> **Records provided**:
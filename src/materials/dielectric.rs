// Copyright @yucwang 2026

use std::sync::Arc;

use crate::core::bsdf::{BSDFEval, BSDFSample, BSDF};
use crate::core::computation_node::ComputationNode;
use crate::core::sampler::Sampler;
use crate::core::texture::Texture;
use crate::math::constants::{Vector2f, Vector3f};
use crate::math::spectrum::RGBSpectrum;
use crate::materials::microfacet::{fresnel_dielectric, refract};

pub struct DielectricBSDF {
    ior: Arc<dyn Texture>,
    reflectance: Arc<dyn Texture>,
    transmittance: Arc<dyn Texture>,
}

impl DielectricBSDF {
    pub fn new(ior: Arc<dyn Texture>,
               reflectance: Arc<dyn Texture>,
               transmittance: Arc<dyn Texture>) -> Self {
        Self { ior, reflectance, transmittance }
    }

    fn reflection(&self, uv: &Vector2f, wo: &Vector3f) -> BSDFSample {
        BSDFSample::new(Vector3f::new(-wo.x, -wo.y, wo.z), self.reflectance.eval(*uv))
    }
}

impl ComputationNode for DielectricBSDF {
    fn to_string(&self) -> String {
        format!("DielectricBSDF: [ ior: {}, reflectance: {}, transmittance: {} ]",
                self.ior.to_string(), self.reflectance.to_string(), self.transmittance.to_string())
    }
}

impl BSDF for DielectricBSDF {
    fn eval(&self, _uv: &Vector2f, _wo: &Vector3f, _wi: &Vector3f) -> BSDFEval {
        BSDFEval::invalid()
    }

    fn sample(&self, uv: &Vector2f, wo: &Vector3f, rng: &mut dyn Sampler) -> BSDFSample {
        let mut eta = self.ior.scalar(*uv);
        let mut normal = Vector3f::new(0.0, 0.0, 1.0);
        if wo.z < 0.0 {
            eta = 1.0 / eta;
            normal = -normal;
        }

        let fresnel = match fresnel_dielectric(wo.z.abs(), eta) {
            Some(f) => f,
            None => return self.reflection(uv, wo),
        };
        if rng.next() < fresnel {
            return self.reflection(uv, wo);
        }

        let wi = refract(wo, &normal, eta);
        if wi.norm_squared() == 0.0 {
            return self.reflection(uv, wo);
        }
        BSDFSample::new(wi.normalize(), self.transmittance.eval(*uv) / (eta * eta))
    }

    fn albedo(&self, _uv: &Vector2f) -> RGBSpectrum {
        RGBSpectrum::white()
    }
}
/* Copyright 2020 @TwoCookingMice */

use crate::math::bitmap::Bitmap;

use exr::prelude::*;

pub fn write_exr_to_file(image: &Bitmap, file_path: &str) -> std::result::Result<(), String> {
    log::info!("Writing {}x{} OpenEXR image to {}", image.width(), image.height(), file_path);

    let width = image.width();
    let pixels = image.pixels();
    write_rgb_file(file_path, width, image.height(), |x, y| {
        let p = pixels[y * width + x];
        (p.r(), p.g(), p.b())
    }).map_err(|e| format!("failed to write exr {}: {}", file_path, e))?;

    log::info!("EXR written to {}", file_path);
    Ok(())
}

#[cfg(test)]
mod tests {
    use super::*;
    use crate::math::spectrum::RGBSpectrum;
    use crate::textures::image::ImageData;

    #[test]
    fn test_write_then_read_back() {
        let mut bitmap = Bitmap::new(3, 2);
        bitmap[(2, 1)] = RGBSpectrum::new(0.5, 1.5, 2.5);

        let path = std::env::temp_dir().join(format!("lightpath_exr_{}.exr", std::process::id()));
        let path = path.to_string_lossy().to_string();
        write_exr_to_file(&bitmap, &path).unwrap();

        let image = ImageData::from_exr(&path).unwrap();
        assert_eq!(image.dimensions(), (3, 2));
        assert_eq!(image.pixel_at(2, 1), RGBSpectrum::new(0.5, 1.5, 2.5));
        assert_eq!(image.pixel_at(0, 0), RGBSpectrum::black());
        let _ = std::fs::remove_file(&path);
    }

    #[test]
    fn test_write_to_missing_directory_fails() {
        let bitmap = Bitmap::new(1, 1);
        assert!(write_exr_to_file(&bitmap, "/nonexistent-dir/out.exr").is_err());
    }
}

> **Problem requirements**:
Check the data above line by line for the word "reflectance". State only how many lines contain it.

> **Result below**:
6